Recently, the results of a phase I/II trial investigating the bromodomain extraterminal inhibitor ZEN-3694 in combination with enzalutamide were published. Seventy-five patients with progressive mCRPC and previous therapy with next-generation ADT (abiraterone, enzalutamide) were enrolled. The median rPFS was 9 months and composite median radiographic or clinical progression-free survival (PFS) was 5.5 months with a median therapy duration of 3.5 months. Long-term therapeutic effects without detectable progression were observed in 17% (≥12 months) and 5% (≥24 months) of the patients. Notably, more favorable results were found for patients with lower AR transcriptional activity in baseline tumor biopsies as well as for patients with aggressive variant clinical features [15]. It has to be emphasized that none of the current evidence on epigenetic therapies in prostate cancer has been stratified regarding metastases sites and volume.

It is well known that 30–50% of metastases demonstrate clonal/subclonal heterogeneity [9]. Preliminary genomic data support a molecular basis underlying phenotypic variability in oligometastatic vs. polymetastatic disease. So far, the current body of knowledge considers that oligometastatic prostate cancer can be reasonably defined by up to five extrapelvic lesions.

3. Clinical Implications

From a clinical point of view, recent findings of the multi-arm STAMPEDE trial have fostered the approach of local radiotherapy of the primary tumor in de novo oligometastatic disease stages [26], while evidence for radical prostatectomy in this setting is still subpar [27].

Furthermore, evidence from randomized trials [28,29] has led to an increased use of metastasis-directed therapy (MDT) in oligorecurrent disease using stereotactic body radiotherapy (SBRT) in oligometastatic stages. In the ORIOLE phase 2 randomized clinical trial, 54 patients with omPCa, defined as up to three metastases based on conventional imaging and no ADT within the last 6 months, were randomized in a 2:1 fashion to undergo either observation or SBRT. At 6 months, biochemical, imaging or symptomatic progression was observed in 19% in the SBRT arm and in 61% in the observation arm. Regarding progression-free survival, the authors found a significant benefit for the SBRT arm (HR 0.31, 95% CI 0.13–0.75, p = 0.002). Remarkably, this benefit was reported only when all lesions were targeted. SBRT was generally well-tolerated and no grade 3 toxic effects were detected [28]. In the STOMP trial, patients with up to three extracranial metastases were randomly assigned to receive either metastasis-directed therapy (SBRT or surgery) of all detectable lesions or to undergo PSA surveillance. After a median follow-up of 3 years, the authors found a median ADT-free survival of 13 months for the surveillance cohort, compared to 21 months for the treatment cohort (HR 0.60, 80% CI 0.40–0.90, p = 0.11). The authors concluded that due to the prolonged ADT-free survival, metastasis-directed therapy should be further explored in phase 3 trials [30].

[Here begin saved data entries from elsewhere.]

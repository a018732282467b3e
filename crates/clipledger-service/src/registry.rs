//! Single-use redemption codes.

use std::sync::Arc;

use clipledger_core::{
    generate_code, normalize_code, LedgerError, RedemptionCode, UserId, MAX_CREDIT_AMOUNT,
};
use clipledger_store::{ClaimOutcome, CodeFilter, Page, Store};

use crate::error::{Result, ServiceError};
use crate::ledger::LedgerService;

/// Most codes one generate call may create.
pub const MAX_CODES_PER_BATCH: u32 = 500;

/// Longest accepted code prefix.
pub const MAX_PREFIX_LEN: usize = 16;

/// Fresh candidates tried per requested code before giving up.
const CANDIDATES_PER_CODE: u32 = 8;

/// A successful claim.
#[derive(Debug, Clone, Copy, PartialEq, Eq)]
pub struct Redemption {
    /// Credits the code was worth.
    pub credits: i64,
    /// Claimant's balance afterwards.
    pub balance: i64,
}

/// Claims and mints redemption codes.
#[derive(Clone)]
pub struct CodeRegistry {
    store: Arc<dyn Store>,
    ledger: LedgerService,
}

impl CodeRegistry {
    /// Create the registry.
    pub fn new(store: Arc<dyn Store>, ledger: LedgerService) -> Self {
        Self { store, ledger }
    }

    /// Claim `raw_code` for `user_id` and credit its value, atomically.
    pub async fn claim(&self, raw_code: &str, user_id: &UserId) -> Result<Redemption> {
        let code = normalize_code(raw_code);
        if code.is_empty() {
            return Err(LedgerError::CodeNotFound.into());
        }

        self.ledger.ensure_account(user_id).await?;

        match self.store.claim_code(&code, user_id).await? {
            ClaimOutcome::Claimed { credits, balance } => {
                tracing::info!(code = %code, user_id = %user_id, credits, balance, "Code redeemed");
                Ok(Redemption { credits, balance })
            }
            ClaimOutcome::AlreadyClaimed => {
                tracing::info!(code = %code, user_id = %user_id, "Code already redeemed");
                Err(LedgerError::CodeAlreadyRedeemed.into())
            }
            ClaimOutcome::Missing => {
                tracing::debug!(code = %code, "Unknown code");
                Err(LedgerError::CodeNotFound.into())
            }
        }
    }

    /// Mint `count` new codes worth `credits` each.
    ///
    /// Candidates that collide with an existing code are discarded and
    /// regenerated; the insert itself is insert-if-absent.
    pub async fn generate(
        &self,
        prefix: Option<&str>,
        count: u32,
        credits: i64,
    ) -> Result<Vec<RedemptionCode>> {
        if credits <= 0 || credits > MAX_CREDIT_AMOUNT {
            return Err(LedgerError::InvalidAmount(format!(
                "credits must be between 1 and {MAX_CREDIT_AMOUNT}"
            ))
            .into());
        }
        if count == 0 || count > MAX_CODES_PER_BATCH {
            return Err(ServiceError::InvalidInput(format!(
                "count must be between 1 and {MAX_CODES_PER_BATCH}"
            )));
        }
        if let Some(prefix) = prefix {
            let valid = prefix.trim().len() <= MAX_PREFIX_LEN
                && prefix
                    .trim()
                    .chars()
                    .all(|c| c.is_ascii_alphanumeric() || c == '-' || c == '_');
            if !valid {
                return Err(ServiceError::InvalidInput(format!(
                    "prefix must be at most {MAX_PREFIX_LEN} letters, digits, '-' or '_'"
                )));
            }
        }

        let mut minted = Vec::with_capacity(count as usize);
        let mut budget = count * CANDIDATES_PER_CODE;

        while minted.len() < count as usize {
            if budget == 0 {
                tracing::error!(
                    minted = minted.len(),
                    requested = count,
                    "Code space exhausted while generating"
                );
                return Err(ServiceError::InvalidInput(
                    "could not find unused codes, try a different prefix".into(),
                ));
            }
            budget -= 1;

            let candidate = generate_code(prefix);
            if self.store.get_code(&candidate).await?.is_some() {
                tracing::debug!(code = %candidate, "Generated code collides, retrying");
                continue;
            }

            let code = RedemptionCode::new(&candidate, credits);
            if self.store.insert_code(&code).await? {
                minted.push(code);
            } else {
                tracing::debug!(code = %candidate, "Code inserted concurrently, retrying");
            }
        }

        tracing::info!(count, credits, prefix = ?prefix, "Redemption codes generated");
        Ok(minted)
    }

    /// List codes matching `filter`, newest first.
    pub async fn list(
        &self,
        filter: &CodeFilter,
        limit: usize,
        offset: usize,
    ) -> Result<Page<RedemptionCode>> {
        Ok(self.store.list_codes(filter, limit, offset).await?)
    }
}

#[cfg(test)]
mod tests {
    use super::*;
    use clipledger_core::CODE_LENGTH;
    use clipledger_store::MemoryStore;

    fn registry() -> (CodeRegistry, LedgerService, Arc<MemoryStore>) {
        let store = Arc::new(MemoryStore::new());
        let ledger = LedgerService::new(store.clone(), 0);
        (CodeRegistry::new(store.clone(), ledger.clone()), ledger, store)
    }

    #[tokio::test]
    async fn claim_credits_once() {
        let (registry, ledger, store) = registry();
        store
            .insert_code(&RedemptionCode::new("WELCOME10", 10))
            .await
            .unwrap();
        let alice = UserId::new("alice").unwrap();
        let bob = UserId::new("bob").unwrap();

        let redemption = registry.claim("  welcome10 ", &alice).await.unwrap();
        assert_eq!(
            redemption,
            Redemption {
                credits: 10,
                balance: 10
            }
        );

        let err = registry.claim("WELCOME10", &bob).await.unwrap_err();
        assert!(matches!(
            err,
            ServiceError::Ledger(LedgerError::CodeAlreadyRedeemed)
        ));
        assert_eq!(ledger.balance(&bob).await.unwrap(), 0);
    }

    #[tokio::test]
    async fn unknown_and_blank_codes_are_not_found() {
        let (registry, _, _) = registry();
        let user = UserId::new("alice").unwrap();
        for raw in ["NOPE1234", "   "] {
            let err = registry.claim(raw, &user).await.unwrap_err();
            assert!(matches!(err, ServiceError::Ledger(LedgerError::CodeNotFound)));
        }
    }

    #[tokio::test]
    async fn generates_distinct_prefixed_codes() {
        let (registry, _, store) = registry();
        let codes = registry.generate(Some("tb-"), 20, 5).await.unwrap();

        assert_eq!(codes.len(), 20);
        let mut seen: Vec<_> = codes.iter().map(|c| c.code.clone()).collect();
        seen.sort();
        seen.dedup();
        assert_eq!(seen.len(), 20);

        for code in &codes {
            assert!(code.code.starts_with("TB-"));
            assert_eq!(code.code.len(), 3 + CODE_LENGTH);
            assert_eq!(code.credits, 5);
            assert!(store.get_code(&code.code).await.unwrap().is_some());
        }
    }

    #[tokio::test]
    async fn validates_generate_arguments() {
        let (registry, _, _) = registry();
        assert!(registry.generate(None, 0, 5).await.is_err());
        assert!(registry.generate(None, MAX_CODES_PER_BATCH + 1, 5).await.is_err());
        assert!(registry.generate(None, 1, 0).await.is_err());
        assert!(registry.generate(None, 1, MAX_CREDIT_AMOUNT + 1).await.is_err());
        assert!(registry.generate(Some("bad prefix!"), 1, 5).await.is_err());
    }
}
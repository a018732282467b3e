//! Job handlers.

use std::sync::Arc;

use axum::extract::{Path, Query, State};
use axum::Json;
use serde::{Deserialize, Serialize};

use clipledger_core::{Job, JobId, JobStatus, Quality};

use crate::auth::AuthUser;
use crate::error::ApiError;
use crate::objects::ObjectStore;
use crate::state::AppState;

/// Create job request.
#[derive(Debug, Deserialize)]
pub struct CreateJobRequest {
    /// Processing mode (default: `lama`).
    #[serde(default)]
    pub quality: Quality,
    /// Key of an object previously uploaded by the caller.
    pub input_key: String,
}

/// Job response.
#[derive(Debug, Serialize)]
pub struct JobResponse {
    /// Job ID.
    pub id: String,
    /// Lifecycle status.
    pub status: JobStatus,
    /// Processing mode.
    pub quality: Quality,
    /// Credits reserved.
    pub cost: i64,
    /// Input object key.
    pub input_key: String,
    /// Public URL of the input.
    pub input_url: String,
    /// Public URL of the output, once completed.
    #[serde(skip_serializing_if = "Option::is_none")]
    pub output_url: Option<String>,
    /// Why the job failed.
    #[serde(skip_serializing_if = "Option::is_none")]
    pub failure_reason: Option<String>,
    /// Creation timestamp.
    pub created_at: String,
    /// Last update timestamp.
    pub updated_at: String,
}

impl JobResponse {
    /// Render `job`, resolving object URLs through `objects`.
    pub fn new(job: &Job, objects: &dyn ObjectStore) -> Self {
        Self {
            id: job.id.to_string(),
            status: job.status,
            quality: job.quality,
            cost: job.cost,
            input_key: job.input_key.clone(),
            input_url: objects.public_url(&job.input_key),
            output_url: (job.status == JobStatus::Completed)
                .then(|| objects.public_url(&job.output_key)),
            failure_reason: job.failure_reason.clone(),
            created_at: job.created_at.to_rfc3339(),
            updated_at: job.updated_at.to_rfc3339(),
        }
    }
}

/// Reserve credits and submit a job.
pub async fn create_job(
    State(state): State<Arc<AppState>>,
    auth: AuthUser,
    Json(body): Json<CreateJobRequest>,
) -> Result<Json<JobResponse>, ApiError> {
    let job = state
        .jobs
        .create(&auth.user_id, &body.input_key, body.quality)
        .await?;

    Ok(Json(JobResponse::new(&job, state.objects.as_ref())))
}

/// Get one of the caller's jobs, reconciling it first.
pub async fn get_job(
    State(state): State<Arc<AppState>>,
    auth: AuthUser,
    Path(job_id): Path<String>,
) -> Result<Json<JobResponse>, ApiError> {
    let job_id: JobId = job_id
        .parse()
        .map_err(|_| ApiError::NotFound(format!("job not found: {job_id}")))?;

    let job = state.jobs.status(&auth.user_id, &job_id).await?;

    Ok(Json(JobResponse::new(&job, state.objects.as_ref())))
}

/// Job list query parameters.
#[derive(Debug, Deserialize)]
pub struct ListJobsQuery {
    /// Maximum number of jobs to return (default: 50).
    #[serde(default = "default_limit")]
    pub limit: usize,
    /// Offset for pagination (default: 0).
    #[serde(default)]
    pub offset: usize,
}

fn default_limit() -> usize {
    50
}

/// List jobs response.
#[derive(Debug, Serialize)]
pub struct ListJobsResponse {
    /// Jobs (newest first).
    pub jobs: Vec<JobResponse>,
    /// Whether there are more jobs.
    pub has_more: bool,
}

/// List the caller's jobs.
pub async fn list_jobs(
    State(state): State<Arc<AppState>>,
    auth: AuthUser,
    Query(query): Query<ListJobsQuery>,
) -> Result<Json<ListJobsResponse>, ApiError> {
    // Fetch one more than requested to determine has_more
    let limit = query.limit.min(100);
    let jobs = state
        .jobs
        .list(&auth.user_id, limit + 1, query.offset)
        .await?;

    let has_more = jobs.len() > limit;
    let jobs = jobs
        .iter()
        .take(limit)
        .map(|job| JobResponse::new(job, state.objects.as_ref()))
        .collect();

    Ok(Json(ListJobsResponse { jobs, has_more }))
}
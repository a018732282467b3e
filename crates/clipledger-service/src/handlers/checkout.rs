//! Credit pack checkout and payment history handlers.

use std::sync::Arc;

use axum::extract::{Query, State};
use axum::Json;
use serde::{Deserialize, Serialize};

use clipledger_core::{CreditPack, PaymentTransaction, TransactionStatus};
use clipledger_store::Store;

use crate::auth::AuthUser;
use crate::error::ApiError;
use crate::state::AppState;

/// Checkout request.
#[derive(Debug, Deserialize)]
pub struct CheckoutRequest {
    /// Pack to buy: `starter`, `pro` or `business`.
    pub pack: String,
}

/// Checkout response.
#[derive(Debug, Serialize)]
pub struct CheckoutResponse {
    /// Hosted checkout page.
    pub checkout_url: String,
    /// Provider checkout id.
    pub session_id: String,
    /// Pending transaction backing the checkout.
    pub transaction_id: String,
}

/// Start buying a credit pack.
pub async fn create_checkout(
    State(state): State<Arc<AppState>>,
    auth: AuthUser,
    Json(body): Json<CheckoutRequest>,
) -> Result<Json<CheckoutResponse>, ApiError> {
    let pack: CreditPack = body
        .pack
        .parse()
        .map_err(|_| ApiError::BadRequest(format!("unknown pack: {}", body.pack)))?;

    tracing::info!(user_id = %auth.user_id, pack = %pack, "Initiating credit purchase");

    let checkout = state.ingest.checkout(&auth.user_id, pack).await?;

    Ok(Json(CheckoutResponse {
        checkout_url: checkout.checkout_url,
        session_id: checkout.session_id,
        transaction_id: checkout.transaction.id.to_string(),
    }))
}

/// Credit pack catalog entry.
#[derive(Debug, Serialize)]
pub struct PackResponse {
    /// Pack name.
    pub pack: CreditPack,
    /// Credits granted.
    pub credits: i64,
    /// Price in cents.
    pub price_cents: i64,
}

/// List the credit packs on sale.
pub async fn list_packs() -> Json<Vec<PackResponse>> {
    Json(
        CreditPack::ALL
            .iter()
            .map(|&pack| PackResponse {
                pack,
                credits: pack.credits(),
                price_cents: pack.price_cents(),
            })
            .collect(),
    )
}

/// Payment list query parameters.
#[derive(Debug, Deserialize)]
pub struct ListPaymentsQuery {
    /// Maximum number of payments to return (default: 50).
    #[serde(default = "default_limit")]
    pub limit: usize,
    /// Offset for pagination (default: 0).
    #[serde(default)]
    pub offset: usize,
}

fn default_limit() -> usize {
    50
}

/// Payment response.
#[derive(Debug, Serialize)]
pub struct PaymentResponse {
    /// Transaction ID.
    pub id: String,
    /// Pack bought.
    pub pack: String,
    /// Credits bought.
    pub credits: i64,
    /// Price in cents.
    pub amount_cents: i64,
    /// Settlement status.
    pub status: TransactionStatus,
    /// Timestamp.
    pub created_at: String,
}

impl From<&PaymentTransaction> for PaymentResponse {
    fn from(tx: &PaymentTransaction) -> Self {
        Self {
            id: tx.id.to_string(),
            pack: tx.pack.clone(),
            credits: tx.credits,
            amount_cents: tx.amount_cents,
            status: tx.status,
            created_at: tx.created_at.to_rfc3339(),
        }
    }
}

/// List payments response.
#[derive(Debug, Serialize)]
pub struct ListPaymentsResponse {
    /// Payments (newest first).
    pub payments: Vec<PaymentResponse>,
    /// Whether there are more payments.
    pub has_more: bool,
}

/// List the caller's purchases.
pub async fn list_payments(
    State(state): State<Arc<AppState>>,
    auth: AuthUser,
    Query(query): Query<ListPaymentsQuery>,
) -> Result<Json<ListPaymentsResponse>, ApiError> {
    let limit = query.limit.min(100);
    let transactions = state
        .store
        .list_transactions_by_user(&auth.user_id, limit + 1, query.offset)
        .await?;

    let has_more = transactions.len() > limit;
    let payments = transactions
        .iter()
        .take(limit)
        .map(PaymentResponse::from)
        .collect();

    Ok(Json(ListPaymentsResponse { payments, has_more }))
}
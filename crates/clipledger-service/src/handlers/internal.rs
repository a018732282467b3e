//! Worker callbacks.

use std::sync::Arc;

use axum::extract::{Path, State};
use axum::Json;

use clipledger_core::JobId;

use crate::auth::ServiceAuth;
use crate::error::ApiError;
use crate::handlers::jobs::JobResponse;
use crate::lifecycle::WorkerReport;
use crate::state::AppState;

/// Apply a worker's outcome report to a job.
pub async fn report_job(
    State(state): State<Arc<AppState>>,
    service: ServiceAuth,
    Path(job_id): Path<String>,
    Json(report): Json<WorkerReport>,
) -> Result<Json<JobResponse>, ApiError> {
    let job_id: JobId = job_id
        .parse()
        .map_err(|_| ApiError::NotFound(format!("job not found: {job_id}")))?;

    tracing::info!(
        job_id = %job_id,
        service = %service.service_name,
        report = ?report,
        "Worker report received"
    );

    let job = state.jobs.report(&job_id, &report).await?;

    Ok(Json(JobResponse::new(&job, state.objects.as_ref())))
}
#[async_trait]
impl Store for MemoryStore {
    // =========================================================================
    // Account Operations
    // =========================================================================

    async fn ensure_account(&self, user_id: &UserId, starting_balance: i64) -> Result<Account> {
        let mut tables = self.lock()?;
        let account = tables
            .accounts
            .entry(user_id.clone())
            .or_insert_with(|| Account::new(user_id.clone(), starting_balance));
        Ok(account.clone())
    }

    async fn get_account(&self, user_id: &UserId) -> Result<Option<Account>> {
        Ok(self.lock()?.accounts.get(user_id).cloned())
    }

    async fn list_accounts(&self, limit: usize, offset: usize) -> Result<Page<Account>> {
        let accounts = self.lock()?.accounts.values().cloned().collect();
        Ok(paginate(accounts, |a: &Account| a.created_at, limit, offset))
    }

    async fn debit(&self, user_id: &UserId, amount: i64) -> Result<DebitOutcome> {
        self.lock()?.debit(user_id, amount)
    }

    async fn credit(&self, user_id: &UserId, amount: i64) -> Result<i64> {
        self.lock()?.credit(user_id, amount)
    }

    async fn set_payment_customer(&self, user_id: &UserId, customer_id: &str) -> Result<()> {
        let mut tables = self.lock()?;
        let account = tables.account_mut(user_id)?;
        account.payment_customer_id = Some(customer_id.to_string());
        account.updated_at = Utc::now();
        Ok(())
    }

    // =========================================================================
    // Job Operations
    // =========================================================================

    async fn create_job(&self, job: &Job) -> Result<DebitOutcome> {
        let mut tables = self.lock()?;
        if tables.jobs.contains_key(&job.id) {
            return Err(StoreError::AlreadyExists(job.id.to_string()));
        }

        let outcome = tables.debit(&job.user_id, job.cost)?;
        if matches!(outcome, DebitOutcome::Debited { .. }) {
            tables.jobs.insert(job.id, job.clone());
        }
        Ok(outcome)
    }

    async fn get_job(&self, job_id: &JobId) -> Result<Option<Job>> {
        Ok(self.lock()?.jobs.get(job_id).cloned())
    }

    async fn list_jobs_by_user(
        &self,
        user_id: &UserId,
        limit: usize,
        offset: usize,
    ) -> Result<Vec<Job>> {
        let jobs = self
            .lock()?
            .jobs
            .values()
            .filter(|job| &job.user_id == user_id)
            .cloned()
            .collect();
        Ok(paginate(jobs, |j: &Job| j.created_at, limit, offset).items)
    }

    async fn list_jobs(
        &self,
        status: Option<JobStatus>,
        limit: usize,
        offset: usize,
    ) -> Result<Page<Job>> {
        let jobs = self
            .lock()?
            .jobs
            .values()
            .filter(|job| status.map_or(true, |s| job.status == s))
            .cloned()
            .collect();
        Ok(paginate(jobs, |j: &Job| j.created_at, limit, offset))
    }

    async fn job_counts(&self, user_ids: &[UserId]) -> Result<HashMap<UserId, JobCounts>> {
        let tables = self.lock()?;
        let mut counts: HashMap<UserId, JobCounts> = HashMap::new();
        for job in tables.jobs.values().filter(|j| user_ids.contains(&j.user_id)) {
            let entry = counts.entry(job.user_id.clone()).or_default();
            entry.total += 1;
            if job.status == JobStatus::Completed {
                entry.completed += 1;
            }
        }
        Ok(counts)
    }

    async fn list_stale_jobs(
        &self,
        status: JobStatus,
        before: DateTime<Utc>,
        limit: usize,
    ) -> Result<Vec<Job>> {
        let mut jobs: Vec<Job> = self
            .lock()?
            .jobs
            .values()
            .filter(|job| job.status == status && job.updated_at < before)
            .cloned()
            .collect();
        jobs.sort_by_key(|job| job.updated_at);
        jobs.truncate(limit);
        Ok(jobs)
    }

    async fn claim_dispatch_attempt(&self, job_id: &JobId, seen_attempts: u32) -> Result<bool> {
        let mut tables = self.lock()?;
        let Some(job) = tables.jobs.get_mut(job_id) else {
            return Ok(false);
        };
        if job.status != JobStatus::Pending || job.dispatch_attempts != seen_attempts {
            return Ok(false);
        }
        job.dispatch_attempts += 1;
        job.updated_at = Utc::now();
        Ok(true)
    }

    async fn mark_dispatched(&self, job_id: &JobId, handle: &str) -> Result<bool> {
        let mut tables = self.lock()?;
        let Some(job) = tables.jobs.get_mut(job_id) else {
            return Ok(false);
        };
        if job.status != JobStatus::Pending {
            return Ok(false);
        }
        job.status = JobStatus::Processing;
        job.dispatch_handle = Some(handle.to_string());
        job.last_dispatch_error = None;
        job.updated_at = Utc::now();
        Ok(true)
    }

    async fn record_dispatch_error(&self, job_id: &JobId, error: &str) -> Result<bool> {
        let mut tables = self.lock()?;
        let Some(job) = tables.jobs.get_mut(job_id) else {
            return Ok(false);
        };
        if job.status != JobStatus::Pending {
            return Ok(false);
        }
        job.last_dispatch_error = Some(error.to_string());
        job.updated_at = Utc::now();
        Ok(true)
    }

    async fn complete_job(&self, job_id: &JobId) -> Result<bool> {
        let mut tables = self.lock()?;
        let Some(job) = tables.jobs.get_mut(job_id) else {
            return Ok(false);
        };
        if !job.status.can_transition_to(JobStatus::Completed) {
            return Ok(false);
        }
        job.status = JobStatus::Completed;
        job.updated_at = Utc::now();
        Ok(true)
    }

    async fn fail_job(
        &self,
        job_id: &JobId,
        from: &[JobStatus],
        reason: &str,
    ) -> Result<Option<i64>> {
        let mut tables = self.lock()?;
        let Some(owner) = tables.jobs.get(job_id).map(|job| job.user_id.clone()) else {
            return Ok(None);
        };
        if !tables.accounts.contains_key(&owner) {
            return Err(StoreError::NotFound);
        }
        let Some(job) = tables.jobs.get(job_id) else {
            return Ok(None);
        };
        if !from.contains(&job.status) || !job.status.can_transition_to(JobStatus::Failed) {
            return Ok(None);
        }
        let cost = job.cost;

        // Refund first so an overflow leaves the job untouched.
        let balance = tables.credit(&owner, cost)?;
        if let Some(job) = tables.jobs.get_mut(job_id) {
            job.status = JobStatus::Failed;
            job.failure_reason = Some(reason.to_string());
            job.updated_at = Utc::now();
        }
        Ok(Some(balance))
    }

    // =========================================================================
    // Payment Transaction Operations
    // =========================================================================

    async fn insert_transaction(&self, transaction: &PaymentTransaction) -> Result<()> {
        let mut tables = self.lock()?;
        if tables.transactions.contains_key(&transaction.id) {
            return Err(StoreError::AlreadyExists(transaction.id.to_string()));
        }
        tables
            .transactions
            .insert(transaction.id, transaction.clone());
        Ok(())
    }

    async fn get_transaction(
        &self,
        transaction_id: &TransactionId,
    ) -> Result<Option<PaymentTransaction>> {
        Ok(self.lock()?.transactions.get(transaction_id).cloned())
    }

    async fn list_transactions_by_user(
        &self,
        user_id: &UserId,
        limit: usize,
        offset: usize,
    ) -> Result<Vec<PaymentTransaction>> {
        let transactions = self
            .lock()?
            .transactions
            .values()
            .filter(|tx| &tx.user_id == user_id)
            .cloned()
            .collect();
        Ok(paginate(transactions, |t: &PaymentTransaction| t.created_at, limit, offset).items)
    }

    async fn settle_transaction(
        &self,
        transaction_id: &TransactionId,
        external_ref: Option<&str>,
    ) -> Result<SettleOutcome> {
        let mut tables = self.lock()?;
        let Some(tx) = tables.transactions.get(transaction_id) else {
            return Ok(SettleOutcome::Missing);
        };
        if tx.status != TransactionStatus::Pending {
            return Ok(SettleOutcome::AlreadyFinal { status: tx.status });
        }
        let (user_id, credits) = (tx.user_id.clone(), tx.credits);

        // Credit first so a missing account leaves the transaction pending.
        let balance = tables.credit(&user_id, credits)?;
        if let Some(tx) = tables.transactions.get_mut(transaction_id) {
            tx.status = TransactionStatus::Succeeded;
            if let Some(reference) = external_ref {
                tx.external_ref = Some(reference.to_string());
            }
            tx.updated_at = Utc::now();
        }

        Ok(SettleOutcome::Applied {
            user_id,
            credits,
            balance,
        })
    }

    async fn fail_transaction(&self, transaction_id: &TransactionId) -> Result<bool> {
        let mut tables = self.lock()?;
        match tables.transactions.get_mut(transaction_id) {
            Some(tx) if tx.status == TransactionStatus::Pending => {
                tx.status = TransactionStatus::Failed;
                tx.updated_at = Utc::now();
                Ok(true)
            }
            _ => Ok(false),
        }
    }

    // =========================================================================
    // Redemption Code Operations
    // =========================================================================

    async fn insert_code(&self, code: &RedemptionCode) -> Result<bool> {
        let mut tables = self.lock()?;
        if tables.codes.contains_key(&code.code) {
            return Ok(false);
        }
        tables.codes.insert(code.code.clone(), code.clone());
        Ok(true)
    }

    async fn get_code(&self, code: &str) -> Result<Option<RedemptionCode>> {
        Ok(self.lock()?.codes.get(code).cloned())
    }

    async fn list_codes(
        &self,
        filter: &CodeFilter,
        limit: usize,
        offset: usize,
    ) -> Result<Page<RedemptionCode>> {
        let codes = self
            .lock()?
            .codes
            .values()
            .filter(|code| filter.matches(code))
            .cloned()
            .collect();
        Ok(paginate(codes, |c: &RedemptionCode| c.created_at, limit, offset))
    }

    async fn claim_code(&self, code: &str, user_id: &UserId) -> Result<ClaimOutcome> {
        let mut tables = self.lock()?;
        let credits = match tables.codes.get(code) {
            None => return Ok(ClaimOutcome::Missing),
            Some(found) if found.is_claimed() => return Ok(ClaimOutcome::AlreadyClaimed),
            Some(found) => found.credits,
        };

        let balance = tables.credit(user_id, credits)?;
        if let Some(found) = tables.codes.get_mut(code) {
            found.claimed_by = Some(user_id.clone());
            found.claimed_at = Some(Utc::now());
        }
        Ok(ClaimOutcome::Claimed { credits, balance })
    }

    // =========================================================================
    // Reporting
    // =========================================================================

    async fn stats(&self) -> Result<LedgerStats> {
        let tables = self.lock()?;
        let count = |state: CodeState| {
            let filter = CodeFilter {
                state: Some(state),
                ..CodeFilter::default()
            };
            tables.codes.values().filter(|c| filter.matches(c)).count() as u64
        };

        Ok(LedgerStats {
            total_users: tables.accounts.len() as u64,
            total_jobs: tables.jobs.len() as u64,
            completed_jobs: tables
                .jobs
                .values()
                .filter(|j| j.status == JobStatus::Completed)
                .count() as u64,
            pending_codes: count(CodeState::Pending),
            redeemed_codes: count(CodeState::Redeemed),
        })
    }
}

There is a paucity of data regarding local treatment in oligoprogessive disease. Only one small retrospective cohort study that included patients with metastatic castration-resistant prostate cancer reported the benefit of SBRT on median systemic treatment-free survival [31].

4. Biomarkers for the Identification of Patients with Truly Oligometastatic Prostate Cancer

While considerable advances have been achieved recently in imaging-based identification and classification of oligometastatic prostate cancer (omPCa), disease-specific biomarkers of clinical utility have not been established so far [32]. One of the challenges of molecular biomarkers is to identify patients with indolent disease, who will truly benefit from MDT alone, from patients with aggressive, high-risk polymetastatic disease, who may benefit from systemic therapy alone. Despite an unmet clinical need to implement characteristics of the tumor biology as a part of the omPCa distinction in order to only subject truly oligometastatic patients to metastasis-directed treatment options, preliminary findings have not been externally validated. Preferably, such biomarkers should be obtained in a non-invasive manner from body fluids, feasible for processing, reproducibility and affordability. Thus far, the most attracting options are represented by the detection of circulating tumor cells (CTCs), cell-free DNA or circulating tumor DNA (ctDNA) as well as miRNA, while liquid biopsies and next-generation sequencing are expected to play an increasingly important role in the clinical routine. A summary of results of current biomarker tests used the management of oligometastatic prostate cancer is presented in Table 2 [33].

Table 2

Results of current biomarker tests in oligometastatic prostate cancer state.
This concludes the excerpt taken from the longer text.